=== About this exercise ===
For each line in the data below that holds "urls", return a copy.

───── Source records ─────

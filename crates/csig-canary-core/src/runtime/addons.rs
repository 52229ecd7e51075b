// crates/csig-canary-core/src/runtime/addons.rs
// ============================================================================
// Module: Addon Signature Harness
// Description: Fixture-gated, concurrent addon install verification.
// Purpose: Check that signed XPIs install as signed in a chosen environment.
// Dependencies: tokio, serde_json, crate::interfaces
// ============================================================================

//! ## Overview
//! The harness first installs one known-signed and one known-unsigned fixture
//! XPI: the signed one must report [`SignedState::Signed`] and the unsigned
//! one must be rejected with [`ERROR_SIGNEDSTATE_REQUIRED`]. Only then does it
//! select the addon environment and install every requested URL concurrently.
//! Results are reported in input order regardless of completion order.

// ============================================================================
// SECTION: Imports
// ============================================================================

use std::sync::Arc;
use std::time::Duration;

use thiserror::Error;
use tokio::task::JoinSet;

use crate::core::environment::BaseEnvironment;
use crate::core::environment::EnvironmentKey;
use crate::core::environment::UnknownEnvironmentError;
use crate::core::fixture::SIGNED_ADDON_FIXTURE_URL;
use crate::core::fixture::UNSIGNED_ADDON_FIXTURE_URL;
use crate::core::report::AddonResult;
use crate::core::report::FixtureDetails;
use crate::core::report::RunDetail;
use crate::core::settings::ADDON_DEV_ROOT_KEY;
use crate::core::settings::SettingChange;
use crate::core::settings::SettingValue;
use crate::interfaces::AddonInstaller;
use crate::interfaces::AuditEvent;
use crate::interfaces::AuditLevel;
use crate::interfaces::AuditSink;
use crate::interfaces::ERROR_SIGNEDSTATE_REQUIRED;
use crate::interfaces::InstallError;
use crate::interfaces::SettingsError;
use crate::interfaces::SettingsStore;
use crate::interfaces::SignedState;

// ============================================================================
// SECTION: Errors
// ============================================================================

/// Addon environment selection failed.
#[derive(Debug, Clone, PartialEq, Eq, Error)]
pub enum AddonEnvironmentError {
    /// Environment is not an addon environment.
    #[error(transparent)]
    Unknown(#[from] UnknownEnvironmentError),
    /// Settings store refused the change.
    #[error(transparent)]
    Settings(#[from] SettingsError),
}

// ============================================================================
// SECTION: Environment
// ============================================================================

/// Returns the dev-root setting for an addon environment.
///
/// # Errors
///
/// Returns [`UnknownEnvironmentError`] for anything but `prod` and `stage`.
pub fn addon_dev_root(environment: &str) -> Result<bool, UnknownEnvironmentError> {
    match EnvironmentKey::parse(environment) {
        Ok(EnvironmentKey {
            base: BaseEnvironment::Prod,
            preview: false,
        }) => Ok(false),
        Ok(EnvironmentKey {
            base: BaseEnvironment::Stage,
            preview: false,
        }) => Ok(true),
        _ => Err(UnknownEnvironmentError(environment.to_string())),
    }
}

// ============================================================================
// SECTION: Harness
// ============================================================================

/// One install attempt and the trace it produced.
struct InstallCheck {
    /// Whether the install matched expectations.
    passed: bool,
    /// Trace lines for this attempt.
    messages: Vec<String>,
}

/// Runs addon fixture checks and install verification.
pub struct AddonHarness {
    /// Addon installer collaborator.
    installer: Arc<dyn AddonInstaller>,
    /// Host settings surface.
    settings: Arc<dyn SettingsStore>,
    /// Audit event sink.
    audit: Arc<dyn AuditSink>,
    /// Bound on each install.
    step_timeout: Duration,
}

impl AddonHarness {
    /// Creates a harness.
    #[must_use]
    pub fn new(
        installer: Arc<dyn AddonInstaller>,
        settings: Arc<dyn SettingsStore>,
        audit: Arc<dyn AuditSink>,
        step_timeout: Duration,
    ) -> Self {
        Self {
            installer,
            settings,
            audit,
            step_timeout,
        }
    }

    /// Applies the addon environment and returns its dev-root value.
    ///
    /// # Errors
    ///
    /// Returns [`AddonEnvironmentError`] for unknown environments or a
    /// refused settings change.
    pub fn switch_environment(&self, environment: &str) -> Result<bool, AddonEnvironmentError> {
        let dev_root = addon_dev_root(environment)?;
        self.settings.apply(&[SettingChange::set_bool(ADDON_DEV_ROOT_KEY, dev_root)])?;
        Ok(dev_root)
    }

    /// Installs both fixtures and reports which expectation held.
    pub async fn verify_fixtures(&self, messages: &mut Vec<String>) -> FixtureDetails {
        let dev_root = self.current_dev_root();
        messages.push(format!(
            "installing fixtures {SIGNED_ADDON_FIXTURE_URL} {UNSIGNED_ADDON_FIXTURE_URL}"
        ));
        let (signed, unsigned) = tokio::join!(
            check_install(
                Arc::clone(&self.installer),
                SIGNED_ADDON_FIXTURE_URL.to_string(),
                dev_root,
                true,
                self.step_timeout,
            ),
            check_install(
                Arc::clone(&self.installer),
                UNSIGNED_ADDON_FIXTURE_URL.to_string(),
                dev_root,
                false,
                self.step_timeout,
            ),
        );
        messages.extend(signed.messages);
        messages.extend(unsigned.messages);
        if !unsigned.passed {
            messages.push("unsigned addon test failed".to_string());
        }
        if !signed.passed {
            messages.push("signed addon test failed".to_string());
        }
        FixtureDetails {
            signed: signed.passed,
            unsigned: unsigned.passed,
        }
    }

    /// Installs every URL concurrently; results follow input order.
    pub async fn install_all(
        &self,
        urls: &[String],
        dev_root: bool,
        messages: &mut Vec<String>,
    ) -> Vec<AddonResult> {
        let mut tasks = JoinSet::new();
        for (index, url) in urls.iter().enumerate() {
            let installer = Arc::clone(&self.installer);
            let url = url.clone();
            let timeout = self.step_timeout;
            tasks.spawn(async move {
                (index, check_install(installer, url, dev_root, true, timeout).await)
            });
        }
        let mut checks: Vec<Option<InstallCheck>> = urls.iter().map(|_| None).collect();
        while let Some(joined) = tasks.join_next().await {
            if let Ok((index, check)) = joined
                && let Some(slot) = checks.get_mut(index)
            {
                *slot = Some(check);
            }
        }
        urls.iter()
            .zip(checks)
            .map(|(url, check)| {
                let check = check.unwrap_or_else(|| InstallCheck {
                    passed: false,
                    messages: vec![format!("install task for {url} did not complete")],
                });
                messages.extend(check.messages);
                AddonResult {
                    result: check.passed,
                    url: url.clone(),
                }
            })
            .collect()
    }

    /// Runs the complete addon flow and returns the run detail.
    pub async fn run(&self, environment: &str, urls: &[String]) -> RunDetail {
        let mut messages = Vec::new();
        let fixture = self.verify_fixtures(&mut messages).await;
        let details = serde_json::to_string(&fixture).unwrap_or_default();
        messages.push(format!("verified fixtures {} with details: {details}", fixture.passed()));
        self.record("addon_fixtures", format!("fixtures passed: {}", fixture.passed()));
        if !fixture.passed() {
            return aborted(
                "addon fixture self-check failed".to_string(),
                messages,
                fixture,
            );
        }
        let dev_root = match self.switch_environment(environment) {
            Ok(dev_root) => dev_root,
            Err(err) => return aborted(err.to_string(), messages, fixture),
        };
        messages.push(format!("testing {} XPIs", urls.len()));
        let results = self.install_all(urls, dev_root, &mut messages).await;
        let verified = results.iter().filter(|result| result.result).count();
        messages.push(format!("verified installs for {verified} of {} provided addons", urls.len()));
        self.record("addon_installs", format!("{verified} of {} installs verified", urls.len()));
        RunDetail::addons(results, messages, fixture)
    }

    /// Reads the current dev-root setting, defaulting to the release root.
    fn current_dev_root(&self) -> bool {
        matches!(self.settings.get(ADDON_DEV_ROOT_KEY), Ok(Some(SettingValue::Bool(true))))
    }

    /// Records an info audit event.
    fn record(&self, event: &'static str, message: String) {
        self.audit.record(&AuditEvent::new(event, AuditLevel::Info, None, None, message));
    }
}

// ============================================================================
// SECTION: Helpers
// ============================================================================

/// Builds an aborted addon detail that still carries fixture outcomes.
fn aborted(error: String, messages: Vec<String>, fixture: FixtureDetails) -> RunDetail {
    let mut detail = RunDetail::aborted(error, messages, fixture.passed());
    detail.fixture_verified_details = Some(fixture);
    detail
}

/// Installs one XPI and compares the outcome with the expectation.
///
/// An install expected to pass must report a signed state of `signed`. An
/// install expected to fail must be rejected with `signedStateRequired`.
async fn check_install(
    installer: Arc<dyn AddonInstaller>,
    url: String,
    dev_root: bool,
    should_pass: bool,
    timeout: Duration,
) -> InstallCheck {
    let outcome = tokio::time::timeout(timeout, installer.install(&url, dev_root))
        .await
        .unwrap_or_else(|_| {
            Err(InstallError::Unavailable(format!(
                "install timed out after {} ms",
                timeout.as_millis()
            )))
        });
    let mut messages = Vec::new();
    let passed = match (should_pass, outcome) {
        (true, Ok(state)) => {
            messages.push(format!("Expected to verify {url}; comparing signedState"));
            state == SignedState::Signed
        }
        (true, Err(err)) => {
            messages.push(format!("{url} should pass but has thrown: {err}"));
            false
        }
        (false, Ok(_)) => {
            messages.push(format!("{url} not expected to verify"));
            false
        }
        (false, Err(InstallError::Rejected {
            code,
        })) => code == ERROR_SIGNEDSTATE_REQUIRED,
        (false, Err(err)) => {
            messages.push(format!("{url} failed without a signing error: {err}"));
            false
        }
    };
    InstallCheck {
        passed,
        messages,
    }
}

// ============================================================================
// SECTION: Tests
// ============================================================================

─────
───── Source records ─────

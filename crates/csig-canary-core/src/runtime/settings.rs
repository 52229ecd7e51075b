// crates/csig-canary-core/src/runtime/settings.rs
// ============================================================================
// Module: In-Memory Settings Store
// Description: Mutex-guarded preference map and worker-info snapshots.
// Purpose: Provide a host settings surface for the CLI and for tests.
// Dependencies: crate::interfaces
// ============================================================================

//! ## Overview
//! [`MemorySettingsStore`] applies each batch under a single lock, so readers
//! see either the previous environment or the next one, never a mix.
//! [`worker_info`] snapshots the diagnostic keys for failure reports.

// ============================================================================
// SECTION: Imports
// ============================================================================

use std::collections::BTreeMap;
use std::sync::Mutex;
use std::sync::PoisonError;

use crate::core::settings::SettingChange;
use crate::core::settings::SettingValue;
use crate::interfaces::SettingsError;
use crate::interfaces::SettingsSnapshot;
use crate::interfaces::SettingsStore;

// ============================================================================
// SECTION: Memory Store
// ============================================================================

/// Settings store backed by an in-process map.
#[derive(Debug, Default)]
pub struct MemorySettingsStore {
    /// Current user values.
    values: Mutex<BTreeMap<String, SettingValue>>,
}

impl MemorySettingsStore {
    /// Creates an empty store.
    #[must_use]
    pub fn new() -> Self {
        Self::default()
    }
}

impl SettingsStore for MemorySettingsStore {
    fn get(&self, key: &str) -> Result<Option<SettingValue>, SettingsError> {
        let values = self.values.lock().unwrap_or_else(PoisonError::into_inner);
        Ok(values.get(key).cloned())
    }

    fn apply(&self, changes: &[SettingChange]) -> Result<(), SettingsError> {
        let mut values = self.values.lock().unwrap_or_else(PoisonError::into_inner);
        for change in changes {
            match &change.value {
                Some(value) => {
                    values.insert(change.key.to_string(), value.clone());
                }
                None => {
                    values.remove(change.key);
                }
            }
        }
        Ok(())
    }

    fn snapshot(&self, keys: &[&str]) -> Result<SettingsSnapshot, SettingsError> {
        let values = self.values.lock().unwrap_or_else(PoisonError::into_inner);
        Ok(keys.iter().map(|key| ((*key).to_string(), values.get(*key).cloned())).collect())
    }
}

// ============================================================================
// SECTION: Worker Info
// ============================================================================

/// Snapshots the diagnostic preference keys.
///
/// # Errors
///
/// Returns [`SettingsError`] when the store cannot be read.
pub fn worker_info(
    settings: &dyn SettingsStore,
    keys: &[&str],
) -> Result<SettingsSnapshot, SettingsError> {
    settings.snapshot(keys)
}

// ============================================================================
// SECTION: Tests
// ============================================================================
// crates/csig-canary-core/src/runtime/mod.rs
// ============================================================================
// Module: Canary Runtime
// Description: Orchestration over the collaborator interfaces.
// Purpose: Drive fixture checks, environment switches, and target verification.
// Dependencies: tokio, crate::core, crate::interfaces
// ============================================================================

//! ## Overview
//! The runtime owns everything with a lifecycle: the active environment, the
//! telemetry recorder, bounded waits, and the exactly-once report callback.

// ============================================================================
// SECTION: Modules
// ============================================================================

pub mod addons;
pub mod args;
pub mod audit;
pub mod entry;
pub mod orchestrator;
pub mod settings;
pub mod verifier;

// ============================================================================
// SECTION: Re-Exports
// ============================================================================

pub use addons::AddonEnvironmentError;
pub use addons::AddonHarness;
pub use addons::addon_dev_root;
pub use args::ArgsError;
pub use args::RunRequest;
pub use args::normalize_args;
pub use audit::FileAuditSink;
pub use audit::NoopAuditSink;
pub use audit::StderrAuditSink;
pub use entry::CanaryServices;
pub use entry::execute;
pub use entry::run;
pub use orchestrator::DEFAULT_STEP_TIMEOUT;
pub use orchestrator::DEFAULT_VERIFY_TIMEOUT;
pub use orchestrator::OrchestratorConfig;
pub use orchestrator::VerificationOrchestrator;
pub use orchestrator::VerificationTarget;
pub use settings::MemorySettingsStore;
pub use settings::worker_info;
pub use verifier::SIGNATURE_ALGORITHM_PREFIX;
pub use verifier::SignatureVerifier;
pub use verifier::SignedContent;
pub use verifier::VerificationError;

─────

=== Exercise solution ===
        urls: &[String],
        for (index, url) in urls.iter().enumerate() {
        let mut checks: Vec<Option<InstallCheck>> = urls.iter().map(|_| None).collect();
        urls.iter()
    pub async fn run(&self, environment: &str, urls: &[String]) -> RunDetail {
        messages.push(format!("testing {} XPIs", urls.len()));
        let results = self.install_all(urls, dev_root, &mut messages).await;
        messages.push(format!("verified installs for {verified} of {} provided addons", urls.len()));
        self.record("addon_installs", format!("{verified} of {} installs verified", urls.len()));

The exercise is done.